- Source records -

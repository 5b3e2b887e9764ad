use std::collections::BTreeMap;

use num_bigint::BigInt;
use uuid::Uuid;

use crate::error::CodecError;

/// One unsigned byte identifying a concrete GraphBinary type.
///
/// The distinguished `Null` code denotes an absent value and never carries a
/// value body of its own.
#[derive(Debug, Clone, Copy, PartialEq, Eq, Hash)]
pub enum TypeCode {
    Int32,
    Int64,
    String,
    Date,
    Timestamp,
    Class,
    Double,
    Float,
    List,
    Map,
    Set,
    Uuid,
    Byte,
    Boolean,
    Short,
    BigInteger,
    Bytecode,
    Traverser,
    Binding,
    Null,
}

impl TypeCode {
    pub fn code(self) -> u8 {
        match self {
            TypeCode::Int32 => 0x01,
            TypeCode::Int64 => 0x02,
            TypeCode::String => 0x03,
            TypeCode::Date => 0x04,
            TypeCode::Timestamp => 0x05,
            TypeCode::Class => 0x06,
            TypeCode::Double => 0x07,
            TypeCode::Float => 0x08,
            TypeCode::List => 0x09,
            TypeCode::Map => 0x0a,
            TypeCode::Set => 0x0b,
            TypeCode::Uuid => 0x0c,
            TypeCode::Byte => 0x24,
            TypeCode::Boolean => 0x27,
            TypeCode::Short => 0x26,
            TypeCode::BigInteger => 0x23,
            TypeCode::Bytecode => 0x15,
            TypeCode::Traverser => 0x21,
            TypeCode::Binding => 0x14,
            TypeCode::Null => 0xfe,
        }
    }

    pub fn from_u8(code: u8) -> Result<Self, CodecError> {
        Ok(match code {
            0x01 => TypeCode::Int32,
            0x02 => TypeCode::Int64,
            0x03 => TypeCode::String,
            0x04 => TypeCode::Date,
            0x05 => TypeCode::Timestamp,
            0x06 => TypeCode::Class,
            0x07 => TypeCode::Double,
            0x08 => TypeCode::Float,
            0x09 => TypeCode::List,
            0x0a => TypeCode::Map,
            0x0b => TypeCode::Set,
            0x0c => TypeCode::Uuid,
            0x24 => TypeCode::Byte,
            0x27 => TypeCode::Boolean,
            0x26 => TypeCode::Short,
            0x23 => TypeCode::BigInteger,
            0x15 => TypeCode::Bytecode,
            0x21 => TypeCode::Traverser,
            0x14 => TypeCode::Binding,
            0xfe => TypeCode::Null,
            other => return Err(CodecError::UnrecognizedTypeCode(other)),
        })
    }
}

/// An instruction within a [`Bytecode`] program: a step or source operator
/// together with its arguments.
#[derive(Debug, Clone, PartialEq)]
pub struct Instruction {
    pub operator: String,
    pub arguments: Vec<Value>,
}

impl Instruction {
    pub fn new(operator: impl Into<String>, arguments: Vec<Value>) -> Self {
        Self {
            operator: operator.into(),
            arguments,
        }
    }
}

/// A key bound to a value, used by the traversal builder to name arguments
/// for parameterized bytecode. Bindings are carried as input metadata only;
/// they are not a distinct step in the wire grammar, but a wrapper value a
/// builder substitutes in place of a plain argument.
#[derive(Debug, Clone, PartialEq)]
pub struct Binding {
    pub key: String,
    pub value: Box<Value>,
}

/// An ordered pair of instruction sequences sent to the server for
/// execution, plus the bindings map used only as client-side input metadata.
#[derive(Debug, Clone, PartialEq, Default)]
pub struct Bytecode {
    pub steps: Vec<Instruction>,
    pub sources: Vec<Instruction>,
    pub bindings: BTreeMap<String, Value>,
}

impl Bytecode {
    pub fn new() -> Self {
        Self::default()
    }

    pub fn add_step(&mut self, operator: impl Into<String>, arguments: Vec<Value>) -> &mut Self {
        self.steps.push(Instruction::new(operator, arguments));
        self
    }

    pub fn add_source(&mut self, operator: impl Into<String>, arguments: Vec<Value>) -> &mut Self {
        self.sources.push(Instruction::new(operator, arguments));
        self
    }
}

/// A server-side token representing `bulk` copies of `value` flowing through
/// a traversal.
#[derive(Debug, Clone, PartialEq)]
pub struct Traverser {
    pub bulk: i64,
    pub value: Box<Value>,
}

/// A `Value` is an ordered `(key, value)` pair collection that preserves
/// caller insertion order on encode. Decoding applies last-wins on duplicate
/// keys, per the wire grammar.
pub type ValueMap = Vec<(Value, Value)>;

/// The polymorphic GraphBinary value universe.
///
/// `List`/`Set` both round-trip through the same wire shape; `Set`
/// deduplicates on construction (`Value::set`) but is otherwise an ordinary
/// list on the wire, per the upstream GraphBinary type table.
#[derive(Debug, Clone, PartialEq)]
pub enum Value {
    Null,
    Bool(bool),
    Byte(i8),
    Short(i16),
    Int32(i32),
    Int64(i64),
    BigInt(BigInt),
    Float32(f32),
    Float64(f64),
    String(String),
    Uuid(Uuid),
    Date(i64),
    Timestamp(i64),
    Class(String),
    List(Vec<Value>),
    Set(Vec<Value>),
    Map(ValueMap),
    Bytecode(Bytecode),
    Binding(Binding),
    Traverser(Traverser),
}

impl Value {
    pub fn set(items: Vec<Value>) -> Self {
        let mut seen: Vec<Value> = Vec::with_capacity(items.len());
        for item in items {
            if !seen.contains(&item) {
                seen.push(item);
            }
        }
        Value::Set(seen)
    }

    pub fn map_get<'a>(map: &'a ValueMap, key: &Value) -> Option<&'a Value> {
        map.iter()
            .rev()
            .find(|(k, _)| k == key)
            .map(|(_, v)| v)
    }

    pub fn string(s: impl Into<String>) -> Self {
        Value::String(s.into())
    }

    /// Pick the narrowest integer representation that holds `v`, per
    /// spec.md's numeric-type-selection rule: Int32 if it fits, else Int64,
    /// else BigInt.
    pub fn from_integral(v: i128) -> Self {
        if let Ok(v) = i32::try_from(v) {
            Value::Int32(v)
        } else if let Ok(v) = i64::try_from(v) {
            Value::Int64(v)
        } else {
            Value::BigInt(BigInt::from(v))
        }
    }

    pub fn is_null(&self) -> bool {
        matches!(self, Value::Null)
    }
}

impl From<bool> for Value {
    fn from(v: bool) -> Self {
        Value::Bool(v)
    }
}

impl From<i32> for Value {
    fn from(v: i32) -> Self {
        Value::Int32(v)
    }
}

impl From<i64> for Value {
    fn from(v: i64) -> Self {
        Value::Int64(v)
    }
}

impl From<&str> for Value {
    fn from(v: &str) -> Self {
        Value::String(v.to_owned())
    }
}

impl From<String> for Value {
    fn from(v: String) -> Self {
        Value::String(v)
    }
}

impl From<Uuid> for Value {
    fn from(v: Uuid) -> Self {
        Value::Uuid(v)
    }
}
...
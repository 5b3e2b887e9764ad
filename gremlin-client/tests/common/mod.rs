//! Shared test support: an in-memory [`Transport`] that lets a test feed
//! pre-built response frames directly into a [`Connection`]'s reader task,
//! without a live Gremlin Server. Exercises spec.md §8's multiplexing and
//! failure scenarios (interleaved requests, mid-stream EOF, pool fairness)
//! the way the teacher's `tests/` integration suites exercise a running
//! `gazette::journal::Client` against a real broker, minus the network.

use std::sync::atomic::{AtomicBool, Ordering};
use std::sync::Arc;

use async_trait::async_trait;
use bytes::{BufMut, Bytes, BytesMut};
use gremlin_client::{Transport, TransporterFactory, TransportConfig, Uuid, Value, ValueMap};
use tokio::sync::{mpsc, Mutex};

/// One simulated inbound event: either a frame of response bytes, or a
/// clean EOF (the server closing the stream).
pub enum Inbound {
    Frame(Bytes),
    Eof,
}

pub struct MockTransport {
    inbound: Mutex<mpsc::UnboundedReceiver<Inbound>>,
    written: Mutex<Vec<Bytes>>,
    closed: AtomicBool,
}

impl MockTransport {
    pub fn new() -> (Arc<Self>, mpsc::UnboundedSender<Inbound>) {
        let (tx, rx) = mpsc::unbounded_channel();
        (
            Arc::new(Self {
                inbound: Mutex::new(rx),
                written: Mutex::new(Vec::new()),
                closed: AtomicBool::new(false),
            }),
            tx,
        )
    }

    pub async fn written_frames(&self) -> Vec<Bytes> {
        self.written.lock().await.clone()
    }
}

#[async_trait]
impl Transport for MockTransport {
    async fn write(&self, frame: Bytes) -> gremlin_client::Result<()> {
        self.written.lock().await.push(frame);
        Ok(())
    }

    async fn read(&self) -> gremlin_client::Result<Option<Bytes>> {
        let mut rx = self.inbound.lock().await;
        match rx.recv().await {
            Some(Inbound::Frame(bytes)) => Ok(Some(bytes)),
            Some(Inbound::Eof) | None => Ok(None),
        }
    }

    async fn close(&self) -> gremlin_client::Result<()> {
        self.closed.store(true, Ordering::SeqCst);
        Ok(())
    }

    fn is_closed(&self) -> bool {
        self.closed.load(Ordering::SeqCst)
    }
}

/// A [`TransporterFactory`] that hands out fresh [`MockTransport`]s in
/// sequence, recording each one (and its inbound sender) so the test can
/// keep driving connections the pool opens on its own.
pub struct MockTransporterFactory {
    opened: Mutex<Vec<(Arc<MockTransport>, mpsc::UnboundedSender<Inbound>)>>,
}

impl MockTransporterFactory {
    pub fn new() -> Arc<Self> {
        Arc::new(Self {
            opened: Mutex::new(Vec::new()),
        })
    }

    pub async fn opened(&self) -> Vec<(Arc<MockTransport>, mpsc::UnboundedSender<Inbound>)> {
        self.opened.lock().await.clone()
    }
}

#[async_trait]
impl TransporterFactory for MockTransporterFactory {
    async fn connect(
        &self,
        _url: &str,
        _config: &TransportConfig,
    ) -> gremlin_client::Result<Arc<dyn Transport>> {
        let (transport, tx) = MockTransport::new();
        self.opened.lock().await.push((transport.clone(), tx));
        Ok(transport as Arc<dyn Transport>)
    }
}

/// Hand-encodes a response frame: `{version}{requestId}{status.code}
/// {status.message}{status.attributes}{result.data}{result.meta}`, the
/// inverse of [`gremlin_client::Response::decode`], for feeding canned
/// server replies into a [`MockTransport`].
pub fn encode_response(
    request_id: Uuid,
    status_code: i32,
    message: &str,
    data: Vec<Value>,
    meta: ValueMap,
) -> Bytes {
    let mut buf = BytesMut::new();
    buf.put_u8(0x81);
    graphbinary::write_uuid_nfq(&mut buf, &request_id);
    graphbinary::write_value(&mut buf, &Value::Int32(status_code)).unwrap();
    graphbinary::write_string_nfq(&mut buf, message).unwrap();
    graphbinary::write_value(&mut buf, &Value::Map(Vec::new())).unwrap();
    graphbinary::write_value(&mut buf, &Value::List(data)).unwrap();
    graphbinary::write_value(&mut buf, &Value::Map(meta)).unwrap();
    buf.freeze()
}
---
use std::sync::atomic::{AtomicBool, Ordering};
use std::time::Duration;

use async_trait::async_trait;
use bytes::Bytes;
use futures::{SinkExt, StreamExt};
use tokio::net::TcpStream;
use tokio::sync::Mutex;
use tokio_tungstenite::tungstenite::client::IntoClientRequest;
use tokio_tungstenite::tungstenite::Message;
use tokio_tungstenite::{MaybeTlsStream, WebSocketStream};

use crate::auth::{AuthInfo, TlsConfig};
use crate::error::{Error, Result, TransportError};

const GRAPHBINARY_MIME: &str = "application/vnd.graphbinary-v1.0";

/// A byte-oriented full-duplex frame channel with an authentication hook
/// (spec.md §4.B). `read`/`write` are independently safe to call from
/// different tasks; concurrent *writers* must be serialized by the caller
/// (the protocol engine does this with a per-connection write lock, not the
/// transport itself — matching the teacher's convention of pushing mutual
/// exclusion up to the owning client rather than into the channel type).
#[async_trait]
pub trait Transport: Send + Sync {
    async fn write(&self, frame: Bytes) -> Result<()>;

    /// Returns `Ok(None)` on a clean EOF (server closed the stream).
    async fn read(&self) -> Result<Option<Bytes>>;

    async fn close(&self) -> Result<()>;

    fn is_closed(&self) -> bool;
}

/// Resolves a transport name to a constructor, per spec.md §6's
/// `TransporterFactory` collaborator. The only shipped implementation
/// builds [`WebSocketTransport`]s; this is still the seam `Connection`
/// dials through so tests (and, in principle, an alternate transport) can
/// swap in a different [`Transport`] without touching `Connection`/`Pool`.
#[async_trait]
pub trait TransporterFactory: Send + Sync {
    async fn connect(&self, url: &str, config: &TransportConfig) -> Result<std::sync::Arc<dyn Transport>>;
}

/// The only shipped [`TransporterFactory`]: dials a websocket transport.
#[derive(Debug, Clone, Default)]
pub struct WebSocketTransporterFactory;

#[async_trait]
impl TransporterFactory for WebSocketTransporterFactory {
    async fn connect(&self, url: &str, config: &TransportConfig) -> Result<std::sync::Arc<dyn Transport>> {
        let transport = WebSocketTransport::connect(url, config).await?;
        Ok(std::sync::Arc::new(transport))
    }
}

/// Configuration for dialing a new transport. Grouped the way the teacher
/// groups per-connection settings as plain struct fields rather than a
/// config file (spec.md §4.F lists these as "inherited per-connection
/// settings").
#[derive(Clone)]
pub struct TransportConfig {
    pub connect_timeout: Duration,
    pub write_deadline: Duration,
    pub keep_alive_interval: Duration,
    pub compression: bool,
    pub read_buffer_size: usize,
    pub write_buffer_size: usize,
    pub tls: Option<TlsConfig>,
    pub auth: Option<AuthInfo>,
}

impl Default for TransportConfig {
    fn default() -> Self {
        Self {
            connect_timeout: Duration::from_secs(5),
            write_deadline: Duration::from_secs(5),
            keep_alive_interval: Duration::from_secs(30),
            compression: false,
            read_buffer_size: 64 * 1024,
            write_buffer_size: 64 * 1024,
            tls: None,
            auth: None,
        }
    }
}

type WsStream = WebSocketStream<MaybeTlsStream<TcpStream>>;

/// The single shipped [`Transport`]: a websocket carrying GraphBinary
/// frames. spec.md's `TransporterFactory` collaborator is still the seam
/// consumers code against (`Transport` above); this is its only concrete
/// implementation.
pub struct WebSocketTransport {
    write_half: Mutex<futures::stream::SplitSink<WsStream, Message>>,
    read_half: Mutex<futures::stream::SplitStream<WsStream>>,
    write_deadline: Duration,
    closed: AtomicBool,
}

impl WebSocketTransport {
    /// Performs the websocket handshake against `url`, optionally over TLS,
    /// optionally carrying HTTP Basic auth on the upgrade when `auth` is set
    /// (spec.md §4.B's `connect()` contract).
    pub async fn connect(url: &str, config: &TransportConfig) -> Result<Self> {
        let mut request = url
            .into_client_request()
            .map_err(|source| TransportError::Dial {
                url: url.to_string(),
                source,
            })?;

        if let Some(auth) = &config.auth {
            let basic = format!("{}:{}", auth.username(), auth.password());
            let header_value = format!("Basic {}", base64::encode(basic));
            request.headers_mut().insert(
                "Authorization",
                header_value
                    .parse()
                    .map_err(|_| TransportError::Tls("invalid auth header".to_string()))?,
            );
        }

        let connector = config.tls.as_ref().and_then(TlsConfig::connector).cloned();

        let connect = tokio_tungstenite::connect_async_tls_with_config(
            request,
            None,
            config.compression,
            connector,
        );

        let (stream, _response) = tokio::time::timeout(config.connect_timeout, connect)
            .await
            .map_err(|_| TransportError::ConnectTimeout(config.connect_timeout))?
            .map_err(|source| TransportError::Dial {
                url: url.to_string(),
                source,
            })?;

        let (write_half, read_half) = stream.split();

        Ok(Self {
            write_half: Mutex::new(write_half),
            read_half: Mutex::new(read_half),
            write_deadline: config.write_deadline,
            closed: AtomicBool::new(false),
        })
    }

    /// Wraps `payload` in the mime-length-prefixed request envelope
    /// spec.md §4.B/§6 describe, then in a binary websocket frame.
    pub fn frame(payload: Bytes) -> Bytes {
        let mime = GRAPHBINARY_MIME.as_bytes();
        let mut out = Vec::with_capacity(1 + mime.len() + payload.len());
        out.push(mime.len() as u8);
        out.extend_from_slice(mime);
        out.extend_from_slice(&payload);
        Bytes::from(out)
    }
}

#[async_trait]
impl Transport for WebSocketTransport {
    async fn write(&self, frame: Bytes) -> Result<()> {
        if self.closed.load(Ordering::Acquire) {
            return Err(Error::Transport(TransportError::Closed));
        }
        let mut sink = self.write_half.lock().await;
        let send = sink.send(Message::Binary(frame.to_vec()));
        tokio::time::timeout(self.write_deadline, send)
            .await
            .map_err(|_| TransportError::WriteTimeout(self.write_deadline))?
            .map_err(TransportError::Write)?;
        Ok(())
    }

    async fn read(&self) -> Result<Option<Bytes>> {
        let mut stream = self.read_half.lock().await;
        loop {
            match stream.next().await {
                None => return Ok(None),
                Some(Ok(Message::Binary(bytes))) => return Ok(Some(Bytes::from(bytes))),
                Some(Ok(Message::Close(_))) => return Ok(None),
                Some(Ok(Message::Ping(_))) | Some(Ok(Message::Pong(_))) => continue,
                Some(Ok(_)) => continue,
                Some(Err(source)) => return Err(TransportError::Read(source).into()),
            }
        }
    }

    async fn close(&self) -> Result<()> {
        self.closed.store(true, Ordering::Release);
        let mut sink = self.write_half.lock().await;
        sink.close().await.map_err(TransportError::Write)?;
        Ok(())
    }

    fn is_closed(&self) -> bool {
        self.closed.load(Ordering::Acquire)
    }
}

- TASK DESCRIPTION -
In the data above, count the lines where the word "shipped" appears; reply with the number only.

- ANSWER SECTION -
3